Forum Moderators: phranque
After searching for awhile and not finding a solution, I decided to post.
Maybe I'll just start with an example:
I'm trying to do something like [subdomain.example.com...]
to redirect to [subdomain.example.com...]
(Notice that it's the same subdomain)
So far, I've just managed do this if I redirect to another subdomain (or another domain)
RewriteCond %{HTTP_HOST} ^subdomain.example.com$ [NC]
RewriteRule ^(.*)$ http://www.example.com/index.php?some_action=$1 [R=301,L]
If I use the same subdomain, it will give me an infinite loop.
Anyone had a similar problem?
Thx in advance.
First, there is nothing in your code to prevent an infinite loop: Requests for "/index.php?some_action=n" will be redirected repeatedly.

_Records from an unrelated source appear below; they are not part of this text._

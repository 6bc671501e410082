use crate::domain::model::{Birthday, Group, DAYS_IN_YEAR};
use crate::utils::error::{Result, SimError};
use rand::{Rng, SeedableRng};
use rand_chacha::ChaCha8Rng;

/// Draws `n` independent, uniformly distributed birthdays from `rng`.
pub fn sample_group<R: Rng + ?Sized>(rng: &mut R, n: usize) -> Group {
    (0..n)
        .map(|_| Birthday::from_sampled(rng.random_range(0..DAYS_IN_YEAR)))
        .collect()
}

/// Owns a random source and hands out fresh groups.
#[derive(Debug, Clone)]
pub struct BirthdaySampler<R = ChaCha8Rng> {
    rng: R,
}

impl BirthdaySampler<ChaCha8Rng> {
    /// Seeds from the operating system. Fails instead of falling back to a weaker source.
    pub fn from_entropy() -> Result<Self> {
        let rng = ChaCha8Rng::try_from_os_rng().map_err(|e| SimError::RandomSourceError {
            message: e.to_string(),
        })?;
        Ok(Self { rng })
    }

    pub fn seeded(seed: u64) -> Self {
        Self {
            rng: ChaCha8Rng::seed_from_u64(seed),
        }
    }

    /// Seeded when `seed` is given, OS entropy otherwise.
    pub fn from_seed_option(seed: Option<u64>) -> Result<Self> {
        match seed {
            Some(seed) => Ok(Self::seeded(seed)),
            None => Self::from_entropy(),
        }
    }
}

impl<R: Rng> BirthdaySampler<R> {
    pub fn with_rng(rng: R) -> Self {
        Self { rng }
    }

    pub fn sample_group(&mut self, n: usize) -> Group {
        sample_group(&mut self.rng, n)
    }
}
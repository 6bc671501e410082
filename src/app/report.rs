use crate::core::calendar::format_group;
use crate::domain::model::{ExampleGroup, SimulationReport};
use crate::utils::error::Result;
use std::fmt::Write;

pub fn render_json(report: &SimulationReport) -> Result<String> {
    Ok(serde_json::to_string_pretty(report)?)
}

pub fn render_text(report: &SimulationReport, decimals: u32) -> String {
    let mut out = String::new();

    if let Some(example) = &report.example {
        render_example(&mut out, example);
    }

    let summary = &report.summary;
    let people = summary.group_size;
    let _ = writeln!(
        out,
        "Out of {} simulations of {} people, there was a",
        with_thousands(summary.trial_count),
        people
    );
    let _ = writeln!(
        out,
        "matching birthday in that group {} times. This means",
        summary.collision_count
    );
    let _ = writeln!(
        out,
        "that {} people have a {:.*} % chance of",
        people,
        decimals as usize,
        summary.percentage(decimals)
    );
    let _ = writeln!(out, "having a matching birthday in their group.");
    let _ = writeln!(
        out,
        "(Exact probability: {:.*} %)",
        decimals as usize,
        report.exact_probability * 100.0
    );

    out
}

fn render_example(out: &mut String, example: &ExampleGroup) {
    let _ = writeln!(out, "Here are {} birthdays:", example.birthdays.len());
    let _ = writeln!(out, "{}", format_group(&example.birthdays));
    let _ = writeln!(out);

    match example.matching {
        Some(day) => {
            let _ = writeln!(out, "Multiple people have a birthday on {}", day);
        }
        None => {
            let _ = writeln!(out, "There are no matching birthdays");
        }
    }
    let _ = writeln!(out);
}

fn with_thousands(value: u64) -> String {
    let digits = value.to_string();
    let mut grouped = String::with_capacity(digits.len() + digits.len() / 3);
    for (i, ch) in digits.chars().enumerate() {
        if i > 0 && (digits.len() - i) % 3 == 0 {
            grouped.push(',');
        }
        grouped.push(ch);
    }
    grouped
}

#[cfg(test)]
mod tests {
    use super::*;
    use crate::domain::model::{Birthday, SimulationSummary};

    fn report(example: Option<ExampleGroup>) -> SimulationReport {
        SimulationReport {
            example,
            summary: SimulationSummary::new(23, 100_000, 50_729),
            exact_probability: 0.507_297,
        }
    }

    #[test]
    fn test_with_thousands() {
        assert_eq!(with_thousands(0), "0");
        assert_eq!(with_thousands(999), "999");
        assert_eq!(with_thousands(1_000), "1,000");
        assert_eq!(with_thousands(100_000), "100,000");
        assert_eq!(with_thousands(1_234_567), "1,234,567");
    }

    #[test]
    fn test_render_text_summary() {
        let text = render_text(&report(None), 2);
        assert!(text.contains("Out of 100,000 simulations of 23 people"));
        assert!(text.contains("50729 times"));
        assert!(text.contains("have a 50.73 % chance"));
        assert!(text.contains("(Exact probability: 50.73 %)"));
        assert!(!text.contains("Here are"));
    }

    #[test]
    fn test_render_text_example_with_match() {
        let days: Vec<Birthday> = [0u16, 45, 0]
            .iter()
            .map(|&d| Birthday::new(d).unwrap())
            .collect();
        let example = ExampleGroup {
            matching: Birthday::new(0),
            birthdays: days,
        };
        let text = render_text(&report(Some(example)), 1);
        assert!(text.contains("Here are 3 birthdays:\nJan 1, Feb 15, Jan 1\n"));
        assert!(text.contains("Multiple people have a birthday on Jan 1"));
        assert!(text.contains("have a 50.7 % chance"));
    }

    #[test]
    fn test_render_text_example_without_match() {
        let example = ExampleGroup {
            birthdays: vec![Birthday::new(364).unwrap()],
            matching: None,
        };
        let text = render_text(&report(Some(example)), 2);
        assert!(text.contains("There are no matching birthdays"));
    }

    #[test]
    fn test_render_json() {
        let json = render_json(&report(None)).unwrap();
        let value: serde_json::Value = serde_json::from_str(&json).unwrap();
        assert_eq!(value["summary"]["collision_count"], 50_729);
        assert!(value["example"].is_null());
    }
}
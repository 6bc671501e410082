// Domain layer: birthday models and ports (interfaces). No dependencies beyond std/serde/rand.

pub mod model;
pub mod ports;
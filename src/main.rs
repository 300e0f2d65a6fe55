//! Vizier console binary.
//!
//! `start` runs the status watch loop until interrupted; `check` fetches the
//! cluster status once, prints the selected view, and exits non-zero when
//! the cluster is not healthy.

use std::sync::Arc;

use anyhow::{Context, Result};
use clap::{Parser, Subcommand};
use tokio::sync::watch;
use tracing::info;

use vizier_console::config::ConsoleConfig;
use vizier_console::query::graphql::GraphqlSource;
use vizier_console::query::{ClusterSource, QueryState};
use vizier_console::router::{ClusterHealthRouter, ViewVariant};
use vizier_console::{logging, watch as status_watch};

#[derive(Parser)]
#[command(name = "vizier-console", version, about = "Health console for Vizier clusters")]
struct Cli {
    #[command(subcommand)]
    command: Command,
}

#[derive(Subcommand)]
enum Command {
    /// Run the status watch loop until interrupted.
    Start,
    /// Fetch the cluster status once and print the selected view.
    Check,
}

#[tokio::main]
async fn main() -> Result<()> {
    let cli = Cli::parse();
    let config = ConsoleConfig::load().context("failed to load configuration")?;

    match cli.command {
        Command::Start => start(config).await,
        Command::Check => check(config).await,
    }
}

/// Run the watch loop until ctrl-c.
async fn start(config: ConsoleConfig) -> Result<()> {
    let _guard = logging::init_production(&config.console.logs_dir, &config.console.log_level)
        .context("failed to initialise logging")?;
    info!("vizier-console starting");

    let source = build_source(&config)?;
    let deps = status_watch::WatchDeps {
        source,
        interval_secs: config.watch.interval_secs,
    };

    // Keep the receiver alive: the loop stops once every consumer is gone.
    let (state_tx, state_rx) = status_watch::state_channel();
    let (shutdown_tx, shutdown_rx) = watch::channel(false);

    let watch_task = tokio::spawn(status_watch::run_watch(deps, state_tx, shutdown_rx));

    tokio::signal::ctrl_c()
        .await
        .context("failed to listen for ctrl-c")?;
    info!("shutdown signal received");

    let _ = shutdown_tx.send(true);
    watch_task.await.context("watch task panicked")?;
    drop(state_rx);

    info!("vizier-console stopped");
    Ok(())
}

/// Fetch once, print the selected view, and set the exit code.
async fn check(config: ConsoleConfig) -> Result<()> {
    logging::init_cli(&config.console.log_level);

    let source = build_source(&config)?;
    let state = match source.fetch_cluster().await {
        Ok(cluster) => QueryState::Resolved(cluster),
        Err(e) => QueryState::Failed(e),
    };

    let view = ClusterHealthRouter::new().select(&state)?;
    match view {
        ViewVariant::NavigationShell => {
            println!("navigation-shell");
            Ok(())
        }
        ViewVariant::DeploymentInstructions { cluster_id } => {
            println!("deploy-instructions cluster={cluster_id}");
            std::process::exit(1);
        }
        ViewVariant::Placeholder => {
            // A one-shot fetch is never pending; treat it as not serving.
            println!("pending");
            std::process::exit(1);
        }
    }
}

/// Build the GraphQL status source from configuration.
fn build_source(config: &ConsoleConfig) -> Result<Arc<dyn ClusterSource>> {
    let endpoint = config.endpoint_url()?;
    let source = GraphqlSource::new(endpoint, config.request_timeout())
        .context("failed to build status client")?;
    Ok(Arc::new(source))
}
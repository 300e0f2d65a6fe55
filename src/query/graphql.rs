//! GraphQL status source over HTTP.
//!
//! Posts the [`GET_CLUSTER`] document to the configured endpoint and parses
//! the standard `{"data": {"cluster": …}}` envelope. Envelope parsing is a
//! pure function ([`parse_cluster_response`]) so it is testable without a
//! server.

use std::time::Duration;

use async_trait::async_trait;
use serde::{Deserialize, Serialize};
use tracing::debug;
use url::Url;

use super::{ClusterSource, QueryError};
use crate::cluster::ClusterStatus;

/// Query document for the cluster status fetch. Takes no variables.
pub const GET_CLUSTER: &str = "\
query GetCluster {
  cluster {
    id
    status
    lastHeartbeatMs
  }
}";

/// GraphQL request body.
#[derive(Debug, Serialize)]
struct GraphqlRequest<'a> {
    query: &'a str,
    variables: serde_json::Value,
}

/// GraphQL response envelope for the cluster query.
#[derive(Debug, Deserialize)]
struct GraphqlResponse {
    #[serde(default)]
    data: Option<ClusterData>,
    #[serde(default)]
    errors: Vec<GraphqlError>,
}

#[derive(Debug, Deserialize)]
struct ClusterData {
    cluster: Option<ClusterStatus>,
}

#[derive(Debug, Deserialize)]
struct GraphqlError {
    message: String,
}

/// Cluster status source backed by an HTTP GraphQL endpoint.
pub struct GraphqlSource {
    endpoint: Url,
    client: reqwest::Client,
}

impl GraphqlSource {
    /// Create a source for the given endpoint with a per-request timeout.
    ///
    /// # Errors
    ///
    /// Returns [`QueryError::Transport`] if the HTTP client cannot be built.
    pub fn new(endpoint: Url, timeout: Duration) -> Result<Self, QueryError> {
        let client = reqwest::Client::builder().timeout(timeout).build()?;
        Ok(Self { endpoint, client })
    }
}

#[async_trait]
impl ClusterSource for GraphqlSource {
    async fn fetch_cluster(&self) -> Result<ClusterStatus, QueryError> {
        let body = GraphqlRequest {
            query: GET_CLUSTER,
            variables: serde_json::json!({}),
        };

        let response = self
            .client
            .post(self.endpoint.clone())
            .json(&body)
            .send()
            .await?;

        let status = response.status();
        let text = response.text().await?;
        if !status.is_success() {
            return Err(QueryError::HttpStatus {
                status: status.as_u16(),
                body: truncate_body(&text),
            });
        }

        debug!(bytes = text.len(), "cluster query response received");
        parse_cluster_response(&text)
    }
}

/// Parse a GraphQL response body into a cluster record.
///
/// GraphQL errors take precedence over any partial data. A resolved
/// envelope with no cluster record is [`QueryError::MissingData`].
///
/// # Errors
///
/// Returns [`QueryError::Parse`] on malformed JSON, [`QueryError::GraphQl`]
/// when the errors array is non-empty, [`QueryError::MissingData`] when the
/// cluster field is absent or null.
pub fn parse_cluster_response(body: &str) -> Result<ClusterStatus, QueryError> {
    let envelope: GraphqlResponse =
        serde_json::from_str(body).map_err(|e| QueryError::Parse(e.to_string()))?;

    if !envelope.errors.is_empty() {
        let joined = envelope
            .errors
            .iter()
            .map(|e| e.message.as_str())
            .collect::<Vec<_>>()
            .join("; ");
        return Err(QueryError::GraphQl(joined));
    }

    envelope
        .data
        .and_then(|d| d.cluster)
        .ok_or(QueryError::MissingData)
}

/// Cap response bodies quoted in error messages.
fn truncate_body(raw: &str) -> String {
    const MAX_ERROR_BODY_CHARS: usize = 256;

    let collapsed = raw.split_whitespace().collect::<Vec<_>>().join(" ");
    if collapsed.chars().count() > MAX_ERROR_BODY_CHARS {
        let shortened = collapsed
            .chars()
            .take(MAX_ERROR_BODY_CHARS)
            .collect::<String>();
        return format!("{shortened}...[truncated]");
    }

    collapsed
}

Second, it's unlikely you need or want an external redirect, since this will result in the /index.php?some_action URL being listed by search engines, and replacing your static URLs. This is almost never what is desired. It is far more common to use an internal rewrite to pass static URL requests to scripts.
To fix both problems, I'd suggest:
RewriteCond $1 !^index\.php$
RewriteCond %{HTTP_HOST} ^subdomain\.example\.com [NC]
RewriteRule (.*) /index.php?some_action=$1 [L]
You may also wish to exclude requests for /robots.txt, /w3c/p3p.xml, images, external JavaScript and CSS files, and other "non-scripted" resources.
Jim
I've tried the code you supplied as it makes sense for the application I'm building, but it results in a strange behavior.. As I try to use:
the webpage really slows down (as if it was on a infinite loop) but Apache logs don't show any kind of errors. The .htaccess has only the code you supplied.
Any ideas why the webpage is behaving like this with this code?